Publicamos un nuevo capítulo de la serie El Habla Murciana de nuestro compañero Francisco Ramírez Munuera
La comarca del Bajo
Guadalentín se extiende horizontalmente por la zona central de la Región de
Murcia. Estamos en un amplio valle, delimitado al Norte por Sierra Espuña y al
Este por el macizo de Carrascoy; la apertura hacia el Campo de Cartagena y el
litoral costero delimitan el espacio por donde discurre el río
Guadalentín-Sangonera. En esta área se encuentran las poblaciones de Alhama,
Librilla y Totana, a la que se suma la histórica plaza medieval de Aledo,
estratégicamente emplazada a seiscientos cincuenta metros de altitud; desde
ella, en días claros, puede divisarse la costa de Mazarrón, cuya población
también cabe incluir aquí.
La histórica villa de Aledo, es un pequeño
municipio escasamente habitado en la actualidad, pero en su momento el castillo
aledano, construido sobre el primitivo hisn
musulmán, fue punto estratégico de defensa contra las incursiones del reino
nazarí. La
frontera del reino de Murcia con el Islam daría protagonismo histórico a este
emblemático sitio durante siglos: el 14 de abril de 1257 Alfonso X dicta un
Privilegio Rodado por el que la Corona cede la plaza a la Orden de Santiago,
que creó una encomienda con los territorios de la propia Aledo, Totana, Pliego y Yechar;
posteriormente, en 1293 se le concedería a la villa el
fuero de Lorca, lo que implica la existencia de un núcleo organizado de
cristianos.
Tras la toma de Granada por los Reyes
Católicos, el
enclave perdió su condición de baluarte fronterizo y la plaza entró en declive;
Aledo comenzó a decaer en favor de su entonces arrabal, Totana. El nuevo
asentamiento, bien emplazado en el corredor del valle, ofrecía mejores
condiciones de vida: con clima apacible y buenas tierras, a mediados del siglo
XVI Totana se convirtió en un municipio floreciente. El propio Cabildo de Aledo
se trasladó allí y desde entonces las actas se empezaron a encabezar como “En
la villa de Aledo y Totana”.
Entrando en la configuración del
territorio, la comarca del Bajo Guadalentín se encuentra vertebrada por el
irregular cauce del río
que le da nombre, el Wad-al-littin (rio de barro o fango), también conocido como
Sangonera en su último tramo. El lecho
fluvial no es de caudal permanente, siendo alimentado por numerosas torrenteras
a lo largo de su recorrido y, aunque casi siempre está seco, en caso de avenidas evacua
grandes volúmenes de agua y sedimentos; actualmente estos aportes se derivan en
Totana por el canal del Paretón hacia la rambla de las Moreras, para desembocar
en el golfo de Mazarrón.
Por otra parte, se ha especulado con la existencia
de restos de un dique, cuya construcción original podría ser de época romana.

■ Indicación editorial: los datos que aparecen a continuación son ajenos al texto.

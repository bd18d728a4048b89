//! Scripted transport for unit tests

use std::collections::VecDeque;
use std::io;

use crate::transport::{ControlTransport, Transport};

/// Records every written frame and replays queued replies in order
#[derive(Default)]
pub(crate) struct MockTransport {
    pub written: Vec<Vec<u8>>,
    pub control: Vec<Vec<u8>>,
    /// Buffer length requested by each read
    pub read_lens: Vec<usize>,
    pub replies: VecDeque<Vec<u8>>,
    /// Fail the write with this index (0-based)
    pub fail_write: Option<usize>,
}

impl MockTransport {
    pub fn new() -> Self {
        Self::default()
    }

    pub fn reply(mut self, frame: &[u8]) -> Self {
        self.replies.push_back(frame.to_vec());
        self
    }

    pub fn replies(mut self, frame: &[u8], count: usize) -> Self {
        for _ in 0..count {
            self.replies.push_back(frame.to_vec());
        }
        self
    }

    pub fn failing_write(mut self, index: usize) -> Self {
        self.fail_write = Some(index);
        self
    }
}

impl Transport for MockTransport {
    fn write(&mut self, frame: &[u8]) -> io::Result<usize> {
        if self.fail_write == Some(self.written.len()) {
            return Err(io::Error::new(io::ErrorKind::BrokenPipe, "device gone"));
        }
        self.written.push(frame.to_vec());
        Ok(frame.len())
    }

    fn read(&mut self, buf: &mut [u8]) -> io::Result<usize> {
        self.read_lens.push(buf.len());
        let reply = self
            .replies
            .pop_front()
            .ok_or_else(|| io::Error::new(io::ErrorKind::TimedOut, "no reply queued"))?;
        let n = reply.len().min(buf.len());
        buf[..n].copy_from_slice(&reply[..n]);
        Ok(n)
    }
}

impl ControlTransport for MockTransport {
    fn send_control_report(&mut self, report: &[u8]) -> io::Result<usize> {
        self.control.push(report.to_vec());
        Ok(report.len())
    }
}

Aunque no hay certeza histórica de ello, sí existe cartografía antigua que
presenta la desembocadura de este curso fluvial por el litoral almazarronero.
Algunos mapas muestran dos ramales del río, uno encaminado hacia el Segura y
otro que se dirige directamente al mar. ¿Se trata de un error o, por el
contrario, refleja la antigua existencia de un conducto para desviar las aguas?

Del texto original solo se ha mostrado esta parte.